Nevertheless, some people still ask: Why is English so important? In a world dominated by science and technology, where nanorobots and cloud computing command headlines, is English even relevant?
The answer is a resounding “yes.” In an era defined by misinformation, shaped by conflict and steered by competing human desires, literature is both a mode of understanding and a means of connecting.
For all those students heading into high school English – whether it’s ENG4U online or a Grade 11 English class–here’s a summary of the enduring significance of the subject.
Table of Contents
1. Teaching Empathy
One of literature’s greatest contributions to general society is empathy. In your day-to-day life, you may experience a “bubble,” a network of interactions with people of a similar class, race, gender, locale or social standing as yourself. Without exposure to the lives of others, it’s easy to fall into apathy.

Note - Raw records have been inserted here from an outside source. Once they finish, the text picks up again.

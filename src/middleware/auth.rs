// src/middleware/auth.rs

use axum::{
    extract::{FromRequestParts, Request, State},
    http::{header::AUTHORIZATION, request::Parts},
    middleware::Next,
    response::Response,
};
use jsonwebtoken::{decode, DecodingKey, Validation};
use serde::{Deserialize, Serialize};
use uuid::Uuid;

use crate::{common::error::AppError, config::AppState};

#[derive(Debug, Serialize, Deserialize)]
pub struct Claims {
    pub sub: Uuid,  // ID do usuário
    pub exp: usize,
    pub iat: usize,
}

/// Usuário da requisição; vira o `createdBy` das movimentações.
#[derive(Debug, Clone, Copy, PartialEq, Eq)]
pub struct CurrentUser(pub Uuid);

// O middleware em si
pub async fn auth_guard(
    State(app_state): State<AppState>,
    mut request: Request,
    next: Next,
) -> Result<Response, AppError> {
    let token = request
        .headers()
        .get(AUTHORIZATION)
        .and_then(|value| value.to_str().ok())
        .and_then(|value| value.strip_prefix("Bearer "))
        .ok_or(AppError::InvalidToken)?;

    let user = decode_token(token, &app_state.jwt_secret)?;
    request.extensions_mut().insert(user);
    Ok(next.run(request).await)
}

pub fn decode_token(token: &str, secret: &str) -> Result<CurrentUser, AppError> {
    let data = decode::<Claims>(
        token,
        &DecodingKey::from_secret(secret.as_bytes()),
        &Validation::default(),
    )
    .map_err(|e| {
        tracing::debug!("Token recusado: {e}");
        AppError::InvalidToken
    })?;
    Ok(CurrentUser(data.claims.sub))
}

// Extrator para os handlers
impl<S> FromRequestParts<S> for CurrentUser
where
    S: Send + Sync,
{
    type Rejection = AppError;

    async fn from_request_parts(parts: &mut Parts, _state: &S) -> Result<Self, Self::Rejection> {
        parts
            .extensions
            .get::<CurrentUser>()
            .copied()
            .ok_or(AppError::InvalidToken)
    }
}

But in literature – whether books or other media – you encounter new perspectives, new ways of looking at the human experience. This develops empathy, the ability to understand and even share someone else’s feelings.
2. Fostering Critical Thinking
Reading and writing require you to reflect. They demand that you look at all angles and make reasonable judgments and assertions based on those reflections.

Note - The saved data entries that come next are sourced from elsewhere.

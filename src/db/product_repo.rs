// src/db/product_repo.rs

use rust_decimal::Decimal;
use sqlx::{Executor, Postgres};
use uuid::Uuid;

use crate::{
    common::{db_utils::map_reference_violation, error::AppError},
    models::product::{NewProduct, Product},
    services::naming::DEFAULT_PRODUCT_NAME,
};

const PRODUCT_COLUMNS: &str = r#"
    id, name, quantity, cost, list_price,
    brand_id, model_id, storage_id, memory_id, color_id, product_type_id,
    description, active, created_at, updated_at
"#;

#[derive(Clone, Default)]
pub struct ProductRepository;

impl ProductRepository {
    pub fn new() -> Self {
        Self
    }

    pub async fn find_by_id<'e, E>(&self, executor: E, id: Uuid) -> Result<Option<Product>, AppError>
    where
        E: Executor<'e, Database = Postgres>,
    {
        let sql = format!("SELECT {PRODUCT_COLUMNS} FROM products WHERE id = $1");
        let product = sqlx::query_as::<_, Product>(&sql)
            .bind(id)
            .fetch_optional(executor)
            .await?;
        Ok(product)
    }

    /// Leitura com `FOR UPDATE`: a linha fica travada até o commit,
    /// então duas saídas concorrentes nunca leem o mesmo saldo.
    pub async fn find_for_update<'e, E>(
        &self,
        executor: E,
        id: Uuid,
    ) -> Result<Option<Product>, AppError>
    where
        E: Executor<'e, Database = Postgres>,
    {
        let sql = format!("SELECT {PRODUCT_COLUMNS} FROM products WHERE id = $1 FOR UPDATE");
        let product = sqlx::query_as::<_, Product>(&sql)
            .bind(id)
            .fetch_optional(executor)
            .await?;
        Ok(product)
    }

    /// Cria o produto com saldo zero e nome provisório (o nome final depende das relações).
    pub async fn create<'e, E>(&self, executor: E, new: &NewProduct) -> Result<Product, AppError>
    where
        E: Executor<'e, Database = Postgres>,
    {
        let sql = format!(
            r#"
            INSERT INTO products (
                name, quantity, cost, list_price,
                brand_id, model_id, storage_id, memory_id, color_id, product_type_id,
                description
            )
            VALUES ($1, 0, $2, $3, $4, $5, $6, $7, $8, $9, $10)
            RETURNING {PRODUCT_COLUMNS}
            "#
        );
        let attrs = &new.attributes;
        sqlx::query_as::<_, Product>(&sql)
            .bind(DEFAULT_PRODUCT_NAME)
            .bind(attrs.cost)
            .bind(attrs.list_price)
            .bind(attrs.brand_id)
            .bind(attrs.model_id)
            .bind(new.storage_id)
            .bind(new.memory_id)
            .bind(new.color_id)
            .bind(attrs.product_type_id)
            .bind(attrs.description.as_deref())
            .fetch_one(executor)
            .await
            .map_err(map_reference_violation)
    }

    pub async fn rename<'e, E>(&self, executor: E, id: Uuid, name: &str) -> Result<(), AppError>
    where
        E: Executor<'e, Database = Postgres>,
    {
        sqlx::query("UPDATE products SET name = $1, updated_at = NOW() WHERE id = $2")
            .bind(name)
            .bind(id)
            .execute(executor)
            .await?;
        Ok(())
    }

    pub async fn update_stock<'e, E>(
        &self,
        executor: E,
        id: Uuid,
        quantity: i32,
        cost: Option<Decimal>,
        list_price: Option<Decimal>,
    ) -> Result<(), AppError>
    where
        E: Executor<'e, Database = Postgres>,
    {
        // COALESCE mantém o valor atual quando o campo não veio.
        sqlx::query(
            r#"
            UPDATE products
            SET quantity   = $1,
                cost       = COALESCE($2, cost),
                list_price = COALESCE($3, list_price),
                updated_at = NOW()
            WHERE id = $4
            "#,
        )
            .bind(quantity)
            .bind(cost)
            .bind(list_price)
            .bind(id)
            .execute(executor)
            .await?;
        Ok(())
    }
}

The critical thinking tools you acquire in English class come in handy throughout your life. Presented with a task at work, you might use the systems of evaluation, interpretation and revision you learned in English class to succeed.
3. Polishing Your Communication Skills
Naturally, engaging with the written word helps you communicate. Whether you’re reading a dense Victorian novel or writing an essay on your summer vacation, the process of parsing out thoughts and attaching meaning to language hones your communication skills.

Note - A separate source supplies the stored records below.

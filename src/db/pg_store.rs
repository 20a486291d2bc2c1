// src/db/pg_store.rs

use async_trait::async_trait;
use rust_decimal::Decimal;
use sqlx::{PgPool, Postgres, Transaction};
use uuid::Uuid;

use crate::{
    common::{
        db_utils::{begin_bounded, TxOptions},
        error::AppError,
    },
    db::{
        store::{IdentityResolver, InventoryStore, InventoryTx},
        CatalogRepository, MovementRepository, ProductRepository, UnitRepository,
    },
    models::{
        catalog::MovementType,
        movement::{Movement, NewMovement},
        product::{NamingAttributes, NewProduct, Product, UnitLocation},
        unit::{NewUnit, Unit},
    },
};

// Implementação Postgres: os repositórios de sempre, rodando na mesma transação.
#[derive(Clone)]
pub struct PgInventoryStore {
    pool: PgPool,
    catalog: CatalogRepository,
    products: ProductRepository,
    units: UnitRepository,
    movements: MovementRepository,
}

impl PgInventoryStore {
    pub fn new(pool: PgPool) -> Self {
        Self {
            pool,
            catalog: CatalogRepository::new(),
            products: ProductRepository::new(),
            units: UnitRepository::new(),
            movements: MovementRepository::new(),
        }
    }
}

#[async_trait]
impl IdentityResolver for PgInventoryStore {
    async fn movement_type(&self, id: Uuid) -> Result<Option<MovementType>, AppError> {
        self.catalog.find_movement_type(&self.pool, id).await
    }

    async fn warehouse_exists(&self, id: Uuid) -> Result<bool, AppError> {
        self.catalog.warehouse_exists(&self.pool, id).await
    }

    async fn supplier_exists(&self, id: Uuid) -> Result<bool, AppError> {
        self.catalog.supplier_exists(&self.pool, id).await
    }
}

#[async_trait]
impl InventoryStore for PgInventoryStore {
    type Tx = PgInventoryTx;

    async fn begin(&self, options: TxOptions) -> Result<Self::Tx, AppError> {
        let tx = begin_bounded(&self.pool, options).await?;
        Ok(PgInventoryTx {
            tx,
            catalog: self.catalog.clone(),
            products: self.products.clone(),
            units: self.units.clone(),
            movements: self.movements.clone(),
        })
    }
}

pub struct PgInventoryTx {
    tx: Transaction<'static, Postgres>,
    catalog: CatalogRepository,
    products: ProductRepository,
    units: UnitRepository,
    movements: MovementRepository,
}

#[async_trait]
impl InventoryTx for PgInventoryTx {
    async fn find_product(&mut self, id: Uuid) -> Result<Option<Product>, AppError> {
        self.products.find_by_id(&mut *self.tx, id).await
    }

    async fn lock_product(&mut self, id: Uuid) -> Result<Option<Product>, AppError> {
        self.products.find_for_update(&mut *self.tx, id).await
    }

    async fn naming_attributes(
        &mut self,
        product_id: Uuid,
    ) -> Result<Option<NamingAttributes>, AppError> {
        self.catalog.naming_attributes(&mut *self.tx, product_id).await
    }

    async fn insert_product(&mut self, new: &NewProduct) -> Result<Product, AppError> {
        self.products.create(&mut *self.tx, new).await
    }

    async fn rename_product(&mut self, id: Uuid, name: &str) -> Result<(), AppError> {
        self.products.rename(&mut *self.tx, id, name).await
    }

    async fn update_product_stock(
        &mut self,
        id: Uuid,
        quantity: i32,
        cost: Option<Decimal>,
        list_price: Option<Decimal>,
    ) -> Result<(), AppError> {
        self.products
            .update_stock(&mut *self.tx, id, quantity, cost, list_price)
            .await
    }

    async fn insert_unit(&mut self, new: &NewUnit) -> Result<Unit, AppError> {
        self.units.create(&mut *self.tx, new).await
    }

    async fn find_active_unit_by_code(&mut self, code: &str) -> Result<Option<Unit>, AppError> {
        self.units.find_active_by_code(&mut *self.tx, code).await
    }

    async fn find_active_units(
        &mut self,
        product_id: Uuid,
        codes: &[String],
    ) -> Result<Vec<Unit>, AppError> {
        self.units
            .find_active_by_codes(&mut *self.tx, product_id, codes)
            .await
    }

    async fn oldest_active_units(
        &mut self,
        product_id: Uuid,
        exclude: &[Uuid],
        limit: i64,
    ) -> Result<Vec<Unit>, AppError> {
        self.units
            .find_oldest_active(&mut *self.tx, product_id, exclude, limit)
            .await
    }

    async fn deactivate_units(&mut self, ids: &[Uuid]) -> Result<u64, AppError> {
        self.units.deactivate(&mut *self.tx, ids).await
    }

    async fn relocate_units(&mut self, ids: &[Uuid], warehouse_id: Uuid) -> Result<u64, AppError> {
        self.units.relocate(&mut *self.tx, ids, warehouse_id).await
    }

    async fn active_units(&mut self, product_id: Uuid) -> Result<Vec<Unit>, AppError> {
        self.units.list_active(&mut *self.tx, product_id).await
    }

    async fn unit_locations(&mut self, product_id: Uuid) -> Result<Vec<UnitLocation>, AppError> {
        self.units.locations(&mut *self.tx, product_id).await
    }

    async fn insert_movement(&mut self, new: &NewMovement) -> Result<Movement, AppError> {
        self.movements.create(&mut *self.tx, new).await
    }

    async fn link_movement_units(
        &mut self,
        movement_id: Uuid,
        unit_ids: &[Uuid],
    ) -> Result<(), AppError> {
        self.movements
            .link_units(&mut *self.tx, movement_id, unit_ids)
            .await
    }

    async fn product_movements(&mut self, product_id: Uuid) -> Result<Vec<Movement>, AppError> {
        self.movements.list_for_product(&mut *self.tx, product_id).await
    }

    async fn commit(self) -> Result<(), AppError> {
        self.tx.commit().await?;
        Ok(())
    }
}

You’ll find these skills endlessly useful in life. Charged with writing an email to an old friend, sharing your thoughts at a dinner party, writing an internal memo at work or simply spilling your feelings to a loved one, the communication skills you sharpened in English class will prove essential.
4. Learning Media Literacy
As Charles Dickens famously wrote, “It was the best of times. It was the worst of times.” While we currently live in an unprecedentedly forward-thinking time, we’re also surrounded by record levels of disinformation. Social media bombards you with opinions and “alternative” facts. Learning to separate fact from fiction requires media literacy.
Luckily, media literacy is a component of contemporary English classes. In high school English, you learn to spot the differences between a weak argument and a sound one. And you learn to cite sources and demand citations. If the current spate of misinformation is any indication of the future of information, this media literacy will come in very handy.
For all these reasons and more, stick with English. At worst, you’ll leave with a few more critical thinking and communication skills than when you started. At best, you’ll discover a lifelong love of reading and writing about high school english.